Furthermore, a likely terrorist backlash to war in Iraq will only unsettle the dollar and stock markets further. The only bright note in this scenario is that gold -- the "anti-dollar" -- is rallying strongly, while gold equities ride on its coattails. A weaker U.S. dollar makes the cost of buying gold with the greenback cheaper for European investors. Thus, many foreign investors are dumping their money market U.S. dollars and buying gold, instead. After all, the value of the U.S. dollar is merely based on confidence in the U.S. government and in the nation's financial markets. Conversely, it is worth noting that historically gold has acted as a hedge against political crises and as a reflection of investor pessimism.
And pessimism certainly reigns right now. Even most U.S. corporations are worried about the collateral damage to the U.S. economy from a war with Iraq. Hence, they're now erring on the pessimistic side with their first and second quarter earnings forecasts and their 2003 outlook for investment spending plans. And this situation is obviously reflected in share prices, particularly those of the struggling high tech sector and even Big Board stocks.

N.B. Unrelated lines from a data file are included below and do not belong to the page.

//! Declaration tree handed over by the C++ front-end
//!
//! The builder walks any type implementing [`DeclCursor`]. The in-tree
//! implementation is [`DeclNode`], which is what a front-end serialises to
//! JSON inside a [`TranslationUnit`] document:
//!
//! ```json
//! {
//!   "file": "include/sample.h",
//!   "diagnostics": [],
//!   "root": {
//!     "kind": "translation_unit",
//!     "spelling": "include/sample.h",
//!     "children": [
//!       {
//!         "kind": "struct",
//!         "spelling": "Point",
//!         "is_definition": true,
//!         "location": "include/sample.h",
//!         "children": [
//!           { "kind": "field", "spelling": "x",
//!             "field_type": { "scalar": { "spelling": "int32_t", "canonical": "int" } } }
//!         ]
//!       }
//!     ]
//!   }
//! }
//! ```

use std::fmt;
use std::path::{Path, PathBuf};

use serde::{Deserialize, Serialize};

use crate::error::CoreError;
use crate::types::EnumValue;

#[derive(Debug, Clone, Copy, PartialEq, Eq, Hash, Serialize, Deserialize)]
#[serde(rename_all = "snake_case")]
pub enum DeclKind {
    TranslationUnit,
    Namespace,
    Struct,
    Class,
    Union,
    Enum,
    EnumConstant,
    Field,
    #[serde(other)]
    Other,
}

/// A type as spelled in the source and with typedefs resolved
#[derive(Debug, Clone, Default, PartialEq, Eq, Serialize, Deserialize)]
pub struct TypeSpelling {
    #[serde(default)]
    pub spelling: String,
    /// Fully resolved spelling; clang leaves this empty for some
    /// anonymous/typedef'd records
    #[serde(default)]
    pub canonical: String,
}

impl TypeSpelling {
    pub fn new(spelling: impl Into<String>, canonical: impl Into<String>) -> Self {
        Self {
            spelling: spelling.into(),
            canonical: canonical.into(),
        }
    }

    /// Canonical spelling, or the declared spelling when the canonical one is empty
    pub fn resolved(&self) -> &str {
        if self.canonical.is_empty() {
            &self.spelling
        } else {
            &self.canonical
        }
    }
}

/// Type of a field declaration
#[derive(Debug, Clone, PartialEq, Eq, Serialize, Deserialize)]
#[serde(rename_all = "snake_case")]
pub enum FieldType {
    Scalar(TypeSpelling),
    ConstantArray { element: TypeSpelling, count: usize },
}

/// Read access to one node of a declaration tree.
///
/// Cursors are cheap handles (clang's `CXCursor` is two pointers), so
/// `children` hands out new cursors by value.
pub trait DeclCursor: Sized {
    fn kind(&self) -> DeclKind;

    /// The node's own name; empty for anonymous declarations
    fn spelling(&self) -> &str;

    /// Fully qualified type spelling of a record or enum (`ns::Outer::Inner`)
    fn qualified_name(&self) -> &str;

    /// Whether a record or enum node is a definition rather than a forward declaration
    fn is_definition(&self) -> bool;

    /// File containing the definition
    fn location(&self) -> Option<&Path>;

    /// Underlying integer type spelling of an enum
    fn enum_integer_type(&self) -> Option<&str>;

    /// Value of an enum constant
    fn enum_value(&self) -> Option<EnumValue>;

    fn field_type(&self) -> Option<&FieldType>;

    /// Declared width of a bitfield member
    fn bit_width(&self) -> Option<u32>;

    fn children(&self) -> Vec<Self>;
}

#[derive(Debug, Clone, PartialEq, Eq, Serialize, Deserialize)]
pub struct DeclNode {
    pub kind: DeclKind,
    #[serde(default)]
    pub spelling: String,
    /// Defaults to `spelling` when absent
    #[serde(default, skip_serializing_if = "Option::is_none")]
    pub qualified_name: Option<String>,
    #[serde(default)]
    pub is_definition: bool,
    #[serde(default, skip_serializing_if = "Option::is_none")]
    pub location: Option<PathBuf>,
    #[serde(default, skip_serializing_if = "Option::is_none")]
    pub enum_type: Option<String>,
    #[serde(default, skip_serializing_if = "Option::is_none")]
    pub enum_value: Option<EnumValue>,
    #[serde(default, skip_serializing_if = "Option::is_none")]
    pub field_type: Option<FieldType>,
    #[serde(default, skip_serializing_if = "Option::is_none")]
    pub bit_width: Option<u32>,
    #[serde(default)]
    pub children: Vec<DeclNode>,
}

impl DeclNode {
    pub fn new(kind: DeclKind, spelling: impl Into<String>) -> Self {
        Self {
            kind,
            spelling: spelling.into(),
            qualified_name: None,
            is_definition: false,
            location: None,
            enum_type: None,
            enum_value: None,
            field_type: None,
            bit_width: None,
            children: Vec::new(),
        }
    }

    pub fn translation_unit(file: impl Into<PathBuf>) -> Self {
        let file = file.into();
        Self::new(DeclKind::TranslationUnit, file.display().to_string())
    }

    pub fn namespace(name: impl Into<String>) -> Self {
        Self::new(DeclKind::Namespace, name)
    }

    /// A record or enum definition located in `file`
    pub fn definition(
        kind: DeclKind,
        spelling: impl Into<String>,
        qualified_name: impl Into<String>,
        file: impl Into<PathBuf>,
    ) -> Self {
        Self {
            qualified_name: Some(qualified_name.into()),
            is_definition: true,
            location: Some(file.into()),
            ..Self::new(kind, spelling)
        }
    }

    pub fn enumeration(
        spelling: impl Into<String>,
        qualified_name: impl Into<String>,
        underlying: impl Into<String>,
        file: impl Into<PathBuf>,
    ) -> Self {
        Self {
            enum_type: Some(underlying.into()),
            ..Self::definition(DeclKind::Enum, spelling, qualified_name, file)
        }
    }

    pub fn enum_constant(name: impl Into<String>, value: impl Into<EnumValue>) -> Self {
        Self {
            enum_value: Some(value.into()),
            ..Self::new(DeclKind::EnumConstant, name)
        }
    }

    pub fn scalar_field(
        name: impl Into<String>,
        spelling: impl Into<String>,
        canonical: impl Into<String>,
    ) -> Self {
        Self {
            field_type: Some(FieldType::Scalar(TypeSpelling::new(spelling, canonical))),
            ..Self::new(DeclKind::Field, name)
        }
    }

    pub fn array_field(
        name: impl Into<String>,
        spelling: impl Into<String>,
        canonical: impl Into<String>,
        count: usize,
    ) -> Self {
        Self {
            field_type: Some(FieldType::ConstantArray {
                element: TypeSpelling::new(spelling, canonical),
                count,
            }),
            ..Self::new(DeclKind::Field, name)
        }
    }

    /// Mark a field as a bitfield of `width` bits
    pub fn with_bit_width(mut self, width: u32) -> Self {
        self.bit_width = Some(width);
        self
    }

    pub fn with_children(mut self, children: impl IntoIterator<Item = DeclNode>) -> Self {
        self.children.extend(children);
        self
    }
}

impl<'a> DeclCursor for &'a DeclNode {
    fn kind(&self) -> DeclKind {
        self.kind
    }

    fn spelling(&self) -> &str {
        &self.spelling
    }

    fn qualified_name(&self) -> &str {
        self.qualified_name.as_deref().unwrap_or(&self.spelling)
    }

    fn is_definition(&self) -> bool {
        self.is_definition
    }

    fn location(&self) -> Option<&Path> {
        self.location.as_deref()
    }

    fn enum_integer_type(&self) -> Option<&str> {
        self.enum_type.as_deref()
    }

    fn enum_value(&self) -> Option<EnumValue> {
        self.enum_value
    }

    fn field_type(&self) -> Option<&FieldType> {
        self.field_type.as_ref()
    }

    fn bit_width(&self) -> Option<u32> {
        self.bit_width
    }

    fn children(&self) -> Vec<Self> {
        self.children.iter().collect()
    }
}

/// Severity of a front-end diagnostic, least severe first
#[derive(Debug, Clone, Copy, PartialEq, Eq, PartialOrd, Ord, Hash, Serialize, Deserialize)]
#[serde(rename_all = "snake_case")]
pub enum DiagnosticSeverity {
    Ignored,
    Note,
    Warning,
    Error,
    Fatal,
}

impl DiagnosticSeverity {
    pub fn is_error(self) -> bool {
        self >= DiagnosticSeverity::Error
    }
}

#[derive(Debug, Clone, PartialEq, Eq, Serialize, Deserialize)]
pub struct Diagnostic {
    pub severity: DiagnosticSeverity,
    pub message: String,
    #[serde(default, skip_serializing_if = "Option::is_none")]
    pub location: Option<String>,
}

impl fmt::Display for Diagnostic {
    fn fmt(&self, f: &mut fmt::Formatter<'_>) -> fmt::Result {
        match &self.location {
            Some(location) => write!(f, "{}: {:?}: {}", location, self.severity, self.message),
            None => write!(f, "{:?}: {}", self.severity, self.message),
        }
    }
}

/// Everything the front-end produced for one input header
#[derive(Debug, Clone, PartialEq, Eq, Serialize, Deserialize)]
pub struct TranslationUnit {
    /// The header bindings are generated for
    pub file: PathBuf,
    #[serde(default)]
    pub diagnostics: Vec<Diagnostic>,
    pub root: DeclNode,
}

impl TranslationUnit {
    pub fn from_json_str(json: &str) -> Result<Self, CoreError> {
        Ok(serde_json::from_str(json)?)
    }

    pub fn load(path: &Path) -> Result<Self, CoreError> {
        let content = std::fs::read_to_string(path)?;
        Self::from_json_str(&content)
    }

    /// Fail with every error or fatal diagnostic the front-end reported
    pub fn check_diagnostics(&self) -> Result<(), CoreError> {
        let errors: Vec<String> = self
            .diagnostics
            .iter()
            .filter(|diagnostic| diagnostic.severity.is_error())
            .map(ToString::to_string)
            .collect();

        if errors.is_empty() {
            Ok(())
        } else {
            Err(CoreError::FrontEndParse {
                file: self.file.clone(),
                diagnostics: errors,
            })
        }
    }
}

#[cfg(test)]
mod tests {
    use super::*;

    #[test]
    fn test_resolved_spelling_falls_back_to_declared() {
        assert_eq!(TypeSpelling::new("uint32_t", "unsigned int").resolved(), "unsigned int");
        assert_eq!(TypeSpelling::new("legacy_t", "").resolved(), "legacy_t");
    }

    #[test]
    fn test_unknown_kinds_deserialize_as_other() {
        let node: DeclNode =
            serde_json::from_str(r#"{ "kind": "function_decl", "spelling": "main" }"#).unwrap();
        assert_eq!(node.kind, DeclKind::Other);
        assert_eq!((&node).qualified_name(), "main");
    }

    #[test]
    fn test_field_type_json_shapes() {
        let node: DeclNode = serde_json::from_str(
            r#"{
                "kind": "field",
                "spelling": "samples",
                "field_type": {
                    "constant_array": {
                        "element": { "spelling": "sample_t", "canonical": "double" },
                        "count": 8
                    }
                }
            }"#,
        )
        .unwrap();

        assert_eq!(
            node.field_type,
            Some(FieldType::ConstantArray {
                element: TypeSpelling::new("sample_t", "double"),
                count: 8,
            })
        );
    }

    #[test]
    fn test_unsigned_enum_values_beyond_i64_load() {
        let unit = TranslationUnit::from_json_str(
            r#"{
                "file": "flags.h",
                "root": {
                    "kind": "translation_unit",
                    "spelling": "flags.h",
                    "children": [{
                        "kind": "enum",
                        "spelling": "Flags",
                        "is_definition": true,
                        "location": "flags.h",
                        "enum_type": "unsigned long long",
                        "children": [
                            { "kind": "enum_constant", "spelling": "NONE", "enum_value": 0 },
                            { "kind": "enum_constant", "spelling": "ALL", "enum_value": 18446744073709551615 }
                        ]
                    }]
                }
            }"#,
        )
        .unwrap();

        let values: Vec<_> = unit.root.children[0]
            .children
            .iter()
            .map(|constant| constant.enum_value)
            .collect();
        assert_eq!(
            values,
            vec![Some(EnumValue::Signed(0)), Some(EnumValue::Unsigned(u64::MAX))]
        );
    }

    #[test]
    fn test_warnings_do_not_fail_the_unit() {
        let unit = TranslationUnit {
            file: PathBuf::from("a.h"),
            diagnostics: vec![Diagnostic {
                severity: DiagnosticSeverity::Warning,
                message: "unused".into(),
                location: None,
            }],
            root: DeclNode::translation_unit("a.h"),
        };
        assert!(unit.check_diagnostics().is_ok());
    }

    #[test]
    fn test_errors_are_aggregated() {
        let unit = TranslationUnit {
            file: PathBuf::from("a.h"),
            diagnostics: vec![
                Diagnostic {
                    severity: DiagnosticSeverity::Error,
                    message: "unknown type name 'foo'".into(),
                    location: Some("a.h:3:5".into()),
                },
                Diagnostic {
                    severity: DiagnosticSeverity::Note,
                    message: "declared here".into(),
                    location: None,
                },
                Diagnostic {
                    severity: DiagnosticSeverity::Fatal,
                    message: "'missing.h' file not found".into(),
                    location: None,
                },
            ],
            root: DeclNode::translation_unit("a.h"),
        };

        match unit.check_diagnostics() {
            Err(CoreError::FrontEndParse { diagnostics, .. }) => {
                assert_eq!(diagnostics.len(), 2);
                assert!(diagnostics[0].contains("a.h:3:5"));
            }
            other => panic!("expected front-end error, got {:?}", other),
        }
    }
}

So where does this leave the psychological pulse of the financial markets - the venerable Dow Jones Index? Well, most of us thought that the Dow bottomed out on October 09, 2002 when it dipped below 7300 points. Interestingly, that particular day heralded in the 1,000th day of a bear market that began in March 2000 - making it one of the longest bear markets of the last century. So where do we go from here? Chartists argue that since the Dow has now resolutely broken through its winter support level of 8,2000 points, there are no more major support levels left until the Dow approaches 7,300 points again. Indeed, it's the sustained specter of political and economic uncertainty in the markets that's most to blame for robbing the Dow of its upside impetus.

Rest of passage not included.